La salle à manger pouvait le disputer en commodité et en élégance à celle du plus riche château des environs de Paris.
L'abbé marchait d'étonnement en étonnement.
Par bonheur, quoiqu'on fût au 15 novembre, la mer était magnifique: il faisait une de ces belles journées d'automne qui semblent un adieu envoyé à la terre par ce soleil d'été que l'on ne reverra que dans six mois.

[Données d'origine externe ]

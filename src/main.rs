//! tunnel-agent main entry point
//!
//! This binary runs the agent daemon and offers a few client commands for
//! talking to it from a shell.

use clap::{Parser, Subcommand};
use std::path::PathBuf;
use std::sync::Arc;
use std::time::Duration;
use tokio::io::AsyncWriteExt;
use tokio::signal;
use tracing::{error, info};
use tracing_subscriber::{layer::SubscriberExt, util::SubscriberInitExt, EnvFilter};

use tunnel_agent::{
    config::Config,
    control::{CommandHandler, ControlServer},
    directory::StaticDirectory,
    tunnel::{HostNetworkProvider, PeerStateStore, TunnelRegistry},
    AgentClient, APP_NAME, VERSION,
};

/// Per-user daemon that relays connections into private networks
#[derive(Parser, Debug)]
#[command(name = APP_NAME, version = VERSION, about, long_about = None)]
struct Cli {
    /// Enable verbose logging
    #[arg(short, long, global = true)]
    verbose: bool,

    /// Configuration file path (default: ~/.tunnel-agent/config.toml)
    #[arg(short, long, global = true)]
    config: Option<PathBuf>,

    #[command(subcommand)]
    command: Commands,
}

#[derive(Subcommand, Debug)]
enum Commands {
    /// Run the agent daemon in the foreground
    DaemonStart,

    /// Ask the running agent to stop
    Stop,

    /// Check that the agent answers
    Ping,

    /// Establish the tunnel for an organization, starting the agent if needed
    Establish {
        /// Organization slug
        org: String,
    },

    /// Pipe stdin/stdout through a connection inside an organization's network
    Proxy {
        /// Organization slug
        org: String,

        /// Destination host:port
        addr: String,

        /// Dial timeout in milliseconds
        #[arg(long)]
        timeout_ms: Option<u64>,
    },

    /// Show version information
    Version,
}

#[tokio::main]
async fn main() {
    let cli = Cli::parse();

    // Initialize logging
    init_logging(cli.verbose);

    // Execute command
    if let Err(e) = run(cli).await {
        error!("Error: {:#}", e);
        std::process::exit(1);
    }
}

/// Initialize structured logging with tracing
fn init_logging(verbose: bool) {
    let filter = if verbose {
        EnvFilter::try_from_default_env().unwrap_or_else(|_| EnvFilter::new("debug"))
    } else {
        EnvFilter::try_from_default_env().unwrap_or_else(|_| EnvFilter::new("info"))
    };

    // stdout belongs to `proxy`
    tracing_subscriber::registry()
        .with(filter)
        .with(tracing_subscriber::fmt::layer().with_writer(std::io::stderr))
        .init();
}

/// Run the CLI command
async fn run(cli: Cli) -> anyhow::Result<()> {
    if let Commands::Version = cli.command {
        println!("{} v{}", APP_NAME, VERSION);
        return Ok(());
    }

    let config = Config::load(cli.config.as_deref())?;

    match cli.command {
        Commands::DaemonStart => run_daemon(config).await,
        Commands::Stop => {
            let client = AgentClient::connect(&config.agent.socket_path);
            client.kill().await?;
            info!("Agent at {:?} stopped", config.agent.socket_path);
            Ok(())
        }
        Commands::Ping => {
            let pid = AgentClient::connect(&config.agent.socket_path).ping().await?;
            println!("pong {}", pid);
            Ok(())
        }
        Commands::Establish { org } => {
            let client = AgentClient::establish(&config).await?;
            client.establish_tunnel(&org).await?;
            info!("Tunnel for {} established", org);
            Ok(())
        }
        Commands::Proxy {
            org,
            addr,
            timeout_ms,
        } => {
            let client = AgentClient::establish(&config).await?;
            let dialer = client.dialer(&org).await?;
            let stream = match timeout_ms {
                Some(ms) => dialer.dial_timeout(&addr, Duration::from_millis(ms)).await?,
                None => dialer.dial(&addr).await?,
            };
            proxy_stdio(stream).await
        }
        Commands::Version => Ok(()),
    }
}

/// Run the daemon until `kill` or a termination signal
async fn run_daemon(config: Config) -> anyhow::Result<()> {
    info!("Starting {} v{}", APP_NAME, VERSION);

    let peers = PeerStateStore::open(&config.agent.state_dir)?;
    let registry = TunnelRegistry::new(
        Arc::new(StaticDirectory::from_config(&config)),
        Arc::new(HostNetworkProvider),
        peers,
        config.agent.region.clone(),
    );

    let handler = Arc::new(
        CommandHandler::new(Arc::new(registry))
            .with_default_dial_timeout(config.agent.default_dial_timeout),
    );
    let server = ControlServer::bind(&config.agent.socket_path, handler.clone()).await?;

    let signal_handler = handler.clone();
    tokio::spawn(async move {
        shutdown_signal().await;
        signal_handler.shutdown();
    });

    server.serve().await?;

    info!("Shutting down agent");
    Ok(())
}

/// Copy stdin to the relayed stream and the stream to stdout
async fn proxy_stdio(stream: tokio::net::UnixStream) -> anyhow::Result<()> {
    let (mut reader, mut writer) = stream.into_split();

    let upload = async move {
        let mut stdin = tokio::io::stdin();
        tokio::io::copy(&mut stdin, &mut writer).await?;
        writer.shutdown().await
    };

    let download = async move {
        let mut stdout = tokio::io::stdout();
        tokio::io::copy(&mut reader, &mut stdout).await?;
        stdout.flush().await
    };

    let (up, down) = tokio::join!(upload, download);
    down?;
    up?;
    Ok(())
}

/// Wait for shutdown signal (Ctrl+C or SIGTERM)
async fn shutdown_signal() {
    let ctrl_c = async {
        if let Err(e) = signal::ctrl_c().await {
            error!("Failed to listen for Ctrl+C: {}", e);
            std::future::pending::<()>().await;
        }
    };

    let terminate = async {
        match signal::unix::signal(signal::unix::SignalKind::terminate()) {
            Ok(mut sigterm) => {
                sigterm.recv().await;
            }
            Err(e) => {
                error!("Failed to install SIGTERM handler: {}", e);
                std::future::pending::<()>().await;
            }
        }
    };

    tokio::select! {
        _ = ctrl_c => {
            info!("Received Ctrl+C signal");
        },
        _ = terminate => {
            info!("Received SIGTERM signal");
        },
    }
}
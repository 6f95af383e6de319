//! Tunnel provider collaborator
//!
//! A [`TunnelProvider`] turns a [`TunnelConfig`] into a live
//! [`TunnelSession`]: something that can resolve names inside the private
//! network and open TCP connections scoped to it. The WireGuard data plane
//! itself lives behind this trait.

use crate::error::{AgentError, Result};
use crate::tunnel::{KeyPair, PublicKey};
use async_trait::async_trait;
use std::net::{IpAddr, SocketAddr};
use std::sync::Arc;
use std::time::Duration;
use tokio::io::{AsyncRead, AsyncWrite};
use tokio::net::TcpStream;
use tracing::debug;

/// Byte stream returned by a session dial
pub trait TunnelStream: AsyncRead + AsyncWrite + Unpin + Send {}

impl<T: AsyncRead + AsyncWrite + Unpin + Send> TunnelStream for T {}

/// Owned, type-erased tunnel stream
pub type BoxedStream = Box<dyn TunnelStream>;

/// Everything a provider needs to bring up one organization's tunnel
#[derive(Debug, Clone)]
pub struct TunnelConfig {
    /// Local key pair
    pub keypair: KeyPair,
    /// Address of the local peer inside the private network
    pub local_address: IpAddr,
    /// Private-network DNS server
    pub dns: Option<IpAddr>,
    /// Gateway endpoint (host:port)
    pub endpoint: String,
    /// Gateway public key
    pub gateway_public_key: PublicKey,
    /// Persistent keepalive interval
    pub keepalive: Duration,
    /// MTU value
    pub mtu: u16,
}

impl TunnelConfig {
    /// Validate the tunnel configuration
    pub fn validate(&self) -> Result<()> {
        if self.endpoint.is_empty() {
            return Err(AgentError::Config(
                "Gateway endpoint cannot be empty".to_string(),
            ));
        }

        if !(1280..=1500).contains(&self.mtu) {
            return Err(AgentError::Config(format!(
                "MTU {} is out of valid range (1280-1500)",
                self.mtu
            )));
        }

        Ok(())
    }
}

/// A live tunnel session
#[cfg_attr(test, mockall::automock)]
#[async_trait]
pub trait TunnelSession: Send + Sync {
    /// Resolve `host` through the session's resolver
    async fn lookup_host(&self, host: &str) -> Result<Vec<IpAddr>>;

    /// Open a TCP connection to `addr` through the session
    async fn dial(&self, addr: SocketAddr) -> Result<BoxedStream>;
}

/// Opens tunnel sessions
#[cfg_attr(test, mockall::automock)]
#[async_trait]
pub trait TunnelProvider: Send + Sync {
    /// Bring up a session for `config`
    async fn connect(&self, config: &TunnelConfig) -> Result<Arc<dyn TunnelSession>>;
}

/// Resolve `addr` (`host:port`) to a socket address.
///
/// Literal IPs are used as-is; hostnames go through `session`. The first
/// address returned by the resolver wins.
pub async fn resolve_addr(session: &dyn TunnelSession, addr: &str) -> Result<SocketAddr> {
    let (host, port) = split_host_port(addr)?;

    if let Ok(ip) = host.parse::<IpAddr>() {
        return Ok(SocketAddr::new(ip, port));
    }

    let addrs = session
        .lookup_host(host)
        .await
        .map_err(|e| AgentError::Resolve {
            host: host.to_string(),
            reason: e.to_string(),
        })?;

    let ip = addrs.first().copied().ok_or_else(|| AgentError::Resolve {
        host: host.to_string(),
        reason: "no addresses found".to_string(),
    })?;

    debug!("Resolved {} to {}", host, ip);
    Ok(SocketAddr::new(ip, port))
}

/// Split `host:port`. IPv6 hosts must be bracketed (`[fdaa::3]:22`).
pub fn split_host_port(addr: &str) -> Result<(&str, u16)> {
    let (host, port) = match addr.strip_prefix('[') {
        Some(rest) => rest
            .split_once("]:")
            .ok_or_else(|| AgentError::Protocol(format!("missing port in address {}", addr)))?,
        None => {
            let (host, port) = addr.rsplit_once(':').ok_or_else(|| {
                AgentError::Protocol(format!("missing port in address {}", addr))
            })?;
            if host.contains(':') {
                return Err(AgentError::Protocol(format!(
                    "too many colons in address {}",
                    addr
                )));
            }
            (host, port)
        }
    };

    if host.is_empty() {
        return Err(AgentError::Protocol(format!("missing host in address {}", addr)));
    }

    let port = port
        .parse::<u16>()
        .map_err(|e| AgentError::Protocol(format!("invalid port in address {}: {}", addr, e)))?;

    Ok((host, port))
}

/// Provider whose sessions use the host's own resolver and TCP stack.
///
/// It performs no encryption; it stands in wherever a private network is
/// already routable from this machine.
#[derive(Debug, Clone, Default)]
pub struct HostNetworkProvider;

#[async_trait]
impl TunnelProvider for HostNetworkProvider {
    async fn connect(&self, config: &TunnelConfig) -> Result<Arc<dyn TunnelSession>> {
        config.validate()?;
        debug!(
            "Host network session for {} via {}",
            config.local_address, config.endpoint
        );
        Ok(Arc::new(HostSession))
    }
}

/// Session on the host network stack
#[derive(Debug, Clone, Default)]
pub struct HostSession;

#[async_trait]
impl TunnelSession for HostSession {
    async fn lookup_host(&self, host: &str) -> Result<Vec<IpAddr>> {
        let addrs = tokio::net::lookup_host((host, 0)).await?;
        Ok(addrs.map(|a| a.ip()).collect())
    }

    async fn dial(&self, addr: SocketAddr) -> Result<BoxedStream> {
        let stream = TcpStream::connect(addr)
            .await
            .map_err(|e| AgentError::Dial(format!("dial tcp {}: {}", addr, e)))?;
        stream.set_nodelay(true)?;
        Ok(Box::new(stream))
    }
}
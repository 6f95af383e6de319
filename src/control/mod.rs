//! Control socket
//!
//! This module provides the local control interface: a Unix socket that
//! accepts one line-oriented command per connection and, for `connect`,
//! relays bytes to a destination reached through an organization's tunnel.

mod api;
mod handler;
mod relay;
mod server;

pub use api::{Command, ConnectTarget, Reply, MAX_COMMAND_LEN};
pub use handler::CommandHandler;
pub use relay::{dial, relay, RelayStats};
pub use server::{remove_socket, ControlServer};
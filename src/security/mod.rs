//! Security hardening
//!
//! This module provides:
//! - Owner-only permissions for the control socket, its directory and the
//!   persisted peer state
//! - Validation of untrusted input (organization slugs, paths)

mod permissions;
mod validation;

pub use permissions::{
    ensure_private_dir, set_secure_permissions, validate_file_permissions, SecureFileMode,
};
pub use validation::{sanitize_path, validate_org_slug};
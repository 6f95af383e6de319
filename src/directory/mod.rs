//! Remote directory collaborator
//!
//! The directory knows which organizations the user belongs to and hands out
//! WireGuard peer registrations for them. The agent only consumes it through
//! the [`Directory`] trait; [`StaticDirectory`] answers from the config file
//! so the daemon can run without a remote API.

mod static_dir;

pub use static_dir::StaticDirectory;

use crate::error::{AgentError, Result};
use crate::tunnel::PublicKey;
use async_trait::async_trait;
use serde::{Deserialize, Serialize};
use std::net::IpAddr;

/// An organization as known to the directory
#[derive(Debug, Clone, PartialEq, Eq, Serialize, Deserialize)]
pub struct Organization {
    /// Directory identifier
    pub id: String,
    /// Short name used on the control socket
    pub slug: String,
    /// Display name
    pub name: String,
}

/// Gateway details returned when a peer is registered
#[derive(Debug, Clone)]
pub struct CreatedPeer {
    /// Address assigned to the new peer inside the private network
    pub peer_ip: IpAddr,
    /// Gateway endpoint (host:port)
    pub endpoint: String,
    /// Gateway public key
    pub gateway_public_key: PublicKey,
    /// Private-network DNS server
    pub dns: Option<IpAddr>,
}

/// Organization lookup and peer registration
#[cfg_attr(test, mockall::automock)]
#[async_trait]
pub trait Directory: Send + Sync {
    /// All organizations visible to the current user
    async fn organizations(&self) -> Result<Vec<Organization>>;

    /// Register `public_key` as a new peer named `name` in `region`
    async fn create_peer(
        &self,
        org: &Organization,
        region: &str,
        name: &str,
        public_key: &PublicKey,
    ) -> Result<CreatedPeer>;
}

/// Look up an organization by slug
pub async fn find_organization(directory: &dyn Directory, slug: &str) -> Result<Organization> {
    let orgs = directory
        .organizations()
        .await
        .map_err(|e| AgentError::Directory(format!("can't load organizations: {}", e)))?;

    orgs.into_iter()
        .find(|org| org.slug == slug)
        .ok_or_else(|| AgentError::OrganizationNotFound(slug.to_string()))
}
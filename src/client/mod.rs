//! Client side of the control socket
//!
//! [`AgentClient`] is what other tools link against: it makes sure a daemon
//! is running, asks it to establish tunnels and hands out [`Dialer`]s whose
//! connections are relayed through them.

mod dialer;

pub use dialer::Dialer;

use crate::config::Config;
use crate::control::{Command, Reply, MAX_COMMAND_LEN};
use crate::error::{AgentError, Result};
use crate::security::ensure_private_dir;
use std::fs::OpenOptions;
use std::os::unix::fs::OpenOptionsExt;
use std::os::unix::process::CommandExt;
use std::path::{Path, PathBuf};
use std::process::Stdio;
use std::time::Duration;
use tokio::io::{AsyncReadExt, AsyncWriteExt};
use tokio::net::UnixStream;
use tracing::{debug, info};

/// Log file of a spawned daemon, inside the state directory
pub const AGENT_LOG_FILE: &str = "agent.log";

/// Subcommand that runs the daemon in the foreground
pub const DAEMON_SUBCOMMAND: &str = "daemon-start";

const DEFAULT_REQUEST_TIMEOUT: Duration = Duration::from_secs(10);
const SPAWN_POLL_INTERVAL: Duration = Duration::from_millis(50);

/// Handle on the agent daemon behind a control socket
#[derive(Debug, Clone)]
pub struct AgentClient {
    socket_path: PathBuf,
    request_timeout: Duration,
    default_dial_timeout: Option<Duration>,
}

impl AgentClient {
    /// Attach to the daemon at `socket_path` without spawning one.
    ///
    /// No connection is made until the first request.
    pub fn connect(socket_path: impl Into<PathBuf>) -> Self {
        Self {
            socket_path: socket_path.into(),
            request_timeout: DEFAULT_REQUEST_TIMEOUT,
            default_dial_timeout: None,
        }
    }

    /// Make sure a daemon answers at the configured socket, spawning
    /// `<current-exe> daemon-start` when none does.
    pub async fn establish(config: &Config) -> Result<Self> {
        let client = Self::connect(&config.agent.socket_path)
            .with_default_dial_timeout(config.agent.default_dial_timeout);

        if let Ok(pid) = client.ping().await {
            debug!("Agent already running (pid {})", pid);
            return Ok(client);
        }

        let child = spawn_daemon(config)?;
        info!("Started agent (pid {})", child);

        let deadline = tokio::time::Instant::now() + config.agent.spawn_timeout;
        loop {
            match client.ping().await {
                Ok(pid) => {
                    debug!("Agent answering (pid {})", pid);
                    return Ok(client);
                }
                Err(e) if tokio::time::Instant::now() >= deadline => {
                    return Err(AgentError::Timeout(format!(
                        "agent didn't answer at {:?} within {:?}: {}",
                        client.socket_path, config.agent.spawn_timeout, e
                    )));
                }
                Err(_) => tokio::time::sleep(SPAWN_POLL_INTERVAL).await,
            }
        }
    }

    /// Bound on each request/response exchange
    pub fn with_request_timeout(mut self, timeout: Duration) -> Self {
        self.request_timeout = timeout;
        self
    }

    /// Dial timeout passed along when a dialer call gives none
    pub fn with_default_dial_timeout(mut self, timeout: Option<Duration>) -> Self {
        self.default_dial_timeout = timeout;
        self
    }

    /// Control socket path
    pub fn socket_path(&self) -> &Path {
        &self.socket_path
    }

    /// Pid of the running daemon
    pub async fn ping(&self) -> Result<u32> {
        match self.request(&Command::Ping).await? {
            Reply::Pong(pid) => Ok(pid),
            other => Err(unexpected(&other)),
        }
    }

    /// Ask the daemon to stop accepting connections
    pub async fn kill(&self) -> Result<()> {
        self.request(&Command::Kill).await.map(|_| ())
    }

    /// Establish the tunnel for `org`
    pub async fn establish_tunnel(&self, org: &str) -> Result<()> {
        let command = Command::Establish {
            org: org.to_string(),
        };
        match self.request(&command).await? {
            Reply::Ok => Ok(()),
            other => Err(unexpected(&other)),
        }
    }

    /// Establish the tunnel for `org` and return a dialer scoped to it
    pub async fn dialer(&self, org: &str) -> Result<Dialer> {
        self.establish_tunnel(org).await?;
        Ok(Dialer::new(self.clone(), org.to_string()))
    }

    async fn request(&self, command: &Command) -> Result<Reply> {
        tokio::time::timeout(self.request_timeout, async {
            let mut stream = self.open().await?;
            send(&mut stream, command).await?;
            read_reply(&mut stream).await?.into_result()
        })
        .await
        .map_err(|_| AgentError::Timeout(format!("{} request to agent", command.name())))?
    }

    pub(crate) async fn open(&self) -> Result<UnixStream> {
        UnixStream::connect(&self.socket_path).await.map_err(|e| {
            AgentError::Agent(format!("can't connect to agent at {:?}: {}", self.socket_path, e))
        })
    }

    pub(crate) fn request_timeout(&self) -> Duration {
        self.request_timeout
    }

    pub(crate) fn default_dial_timeout(&self) -> Option<Duration> {
        self.default_dial_timeout
    }
}

pub(crate) async fn send(stream: &mut UnixStream, command: &Command) -> Result<()> {
    stream.write_all(format!("{}\n", command).as_bytes()).await?;
    stream.flush().await?;
    Ok(())
}

/// Read one reply line without reading past it; relayed bytes may follow.
pub(crate) async fn read_reply(stream: &mut UnixStream) -> Result<Reply> {
    let mut line = Vec::with_capacity(64);
    loop {
        let byte = match stream.read_u8().await {
            Ok(byte) => byte,
            Err(e) if e.kind() == std::io::ErrorKind::UnexpectedEof => {
                return Err(AgentError::Agent("agent closed the connection".to_string()))
            }
            Err(e) => return Err(e.into()),
        };

        if byte == b'\n' {
            break;
        }
        if line.len() >= MAX_COMMAND_LEN {
            return Err(AgentError::Agent("reply line too long".to_string()));
        }
        line.push(byte);
    }

    Reply::parse(&String::from_utf8_lossy(&line))
}

fn unexpected(reply: &Reply) -> AgentError {
    AgentError::Agent(format!("unexpected reply: {}", reply))
}

/// Start a detached daemon for `config`, logging into the state directory
fn spawn_daemon(config: &Config) -> Result<u32> {
    let exe = std::env::current_exe()?;

    ensure_private_dir(&config.agent.state_dir)?;
    let log_path = config.agent.state_dir.join(AGENT_LOG_FILE);
    let log = OpenOptions::new()
        .create(true)
        .append(true)
        .mode(0o600)
        .open(&log_path)
        .map_err(|e| AgentError::Agent(format!("can't open {:?}: {}", log_path, e)))?;

    let mut cmd = std::process::Command::new(exe);
    cmd.arg(DAEMON_SUBCOMMAND);
    if let Some(path) = &config.source {
        cmd.arg("--config").arg(path);
    }

    let child = cmd
        .stdin(Stdio::null())
        .stdout(log.try_clone()?)
        .stderr(log)
        .process_group(0)
        .spawn()
        .map_err(|e| AgentError::Agent(format!("can't start agent: {}", e)))?;

    Ok(child.id())
}
use crate::client::{read_reply, send, AgentClient};
use crate::control::{Command, ConnectTarget, Reply};
use crate::error::{AgentError, Result};
use std::time::Duration;
use tokio::net::UnixStream;
use tracing::debug;

/// Opens connections through one organization's tunnel
#[derive(Debug, Clone)]
pub struct Dialer {
    client: AgentClient,
    org: String,
}

impl Dialer {
    pub(crate) fn new(client: AgentClient, org: String) -> Self {
        Self { client, org }
    }

    /// Organization this dialer is scoped to
    pub fn org(&self) -> &str {
        &self.org
    }

    /// Connect to `addr` (`host:port`) inside the organization's network.
    ///
    /// The returned stream carries the relayed connection.
    pub async fn dial(&self, addr: &str) -> Result<UnixStream> {
        self.connect(addr, self.client.default_dial_timeout()).await
    }

    /// Like [`Dialer::dial`], giving up on the remote dial after `timeout`
    pub async fn dial_timeout(&self, addr: &str, timeout: Duration) -> Result<UnixStream> {
        self.connect(addr, Some(timeout)).await
    }

    async fn connect(&self, addr: &str, timeout: Option<Duration>) -> Result<UnixStream> {
        let command = Command::Connect(ConnectTarget {
            org: Some(self.org.clone()),
            addr: addr.to_string(),
            timeout,
        });

        let exchange = async {
            let mut stream = self.client.open().await?;
            send(&mut stream, &command).await?;
            match read_reply(&mut stream).await?.into_result()? {
                Reply::Ok => Ok::<_, AgentError>(stream),
                other => Err(AgentError::Agent(format!("unexpected reply: {}", other))),
            }
        };

        // the daemon's own dial timeout runs inside this exchange
        let budget = timeout.map(|t| t + self.client.request_timeout());
        let stream = match budget {
            Some(budget) => tokio::time::timeout(budget, exchange)
                .await
                .map_err(|_| AgentError::Timeout(format!("connect {} via {}", addr, self.org)))??,
            None => exchange.await?,
        };

        debug!("Connected to {} via {}", addr, self.org);
        Ok(stream)
    }
}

L'abbé Rémy n'avait pas le moindre mal de mer, ce qui lui valut les félicitations des officiers supérieurs admis à la table du capitaine, et celles du capitaine lui-même.
Cependant, vers le milieu du dîner, il lui sembla que le mouvement de la frégate augmentait.
Bougainville répondit que c'était le reflux, et se livra à l'exposé d'une savante théorie sur les marées.
L'abbé Rémy écouta avec la plus grande attention et le plus vif plaisir la dissertation scientifique de son ami, et, comme il n'était pas étranger aux sciences physiques, il fit, de son côté, des observations qui parurent ravir en admiration les officiers.
Le dîner se prolongea plus longtemps que les convives ne le croyaient eux-mêmes.
Rien ne trompe sur la durée des heures comme une conversation intéressante arrosée de bon vin.